Look below and pull out each line with the word "usize".

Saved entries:

>>

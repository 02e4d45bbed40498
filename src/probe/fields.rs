//! 定长字段布局
//!
//! 远端响应里的字段位置不是自描述的，而是协议常量；
//! 这里用「名字 + 偏移 + 宽度」集中描述，便于单测与整体替换。

use crate::session::SessionError;

/// 一个按字符偏移定位的定长字段。
#[derive(Debug, Clone, Copy)]
pub struct FieldSpec {
    pub name: &'static str,
    pub offset: usize,
    pub width: usize,
}

impl FieldSpec {
    pub const fn new(name: &'static str, offset: usize, width: usize) -> FieldSpec {
        FieldSpec {
            name,
            offset,
            width,
        }
    }

    /// 从响应文本取出该字段；响应太短返回格式错误而不是越界。
    pub fn extract<'a>(&self, text: &'a str) -> Result<&'a str, SessionError> {
        text.get(self.offset..self.offset + self.width)
            .ok_or(SessionError::MissingField {
                field: self.name,
                offset: self.offset,
                width: self.width,
                len: text.len(),
            })
    }

    /// 取出字段并按十进制解析。
    pub fn extract_u32(&self, text: &str) -> Result<u32, SessionError> {
        let raw = self.extract(text)?;
        raw.parse().map_err(|_| SessionError::BadNumber {
            field: self.name,
            raw: raw.to_string(),
        })
    }
}

/// ARQ 响应：16 字符载荷字段。
pub const ARQ_PAYLOAD: FieldSpec = FieldSpec::new("arq payload", 31, 16);
/// ARQ 响应：3 位十进制校验和字段（与载荷末尾隔两个字符）。
pub const ARQ_FCS: FieldSpec = FieldSpec::new("arq fcs", 49, 3);

/// GPGGA 轨迹：纬度度/分字段对。
pub const GPS_LAT_DEG: FieldSpec = FieldSpec::new("gps lat degrees", 31, 4);
pub const GPS_LAT_MIN: FieldSpec = FieldSpec::new("gps lat minutes", 36, 4);
/// GPGGA 轨迹：经度度/分字段对。
pub const GPS_LON_DEG: FieldSpec = FieldSpec::new("gps lon degrees", 18, 4);
pub const GPS_LON_MIN: FieldSpec = FieldSpec::new("gps lon minutes", 23, 4);

/// 远端坐标码的分值缩放常量。
pub const GPS_MINUTE_SCALE: f64 = 0.006;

<<

# Task response:
    pub offset: usize,
    pub width: usize,
    pub const fn new(name: &'static str, offset: usize, width: usize) -> FieldSpec {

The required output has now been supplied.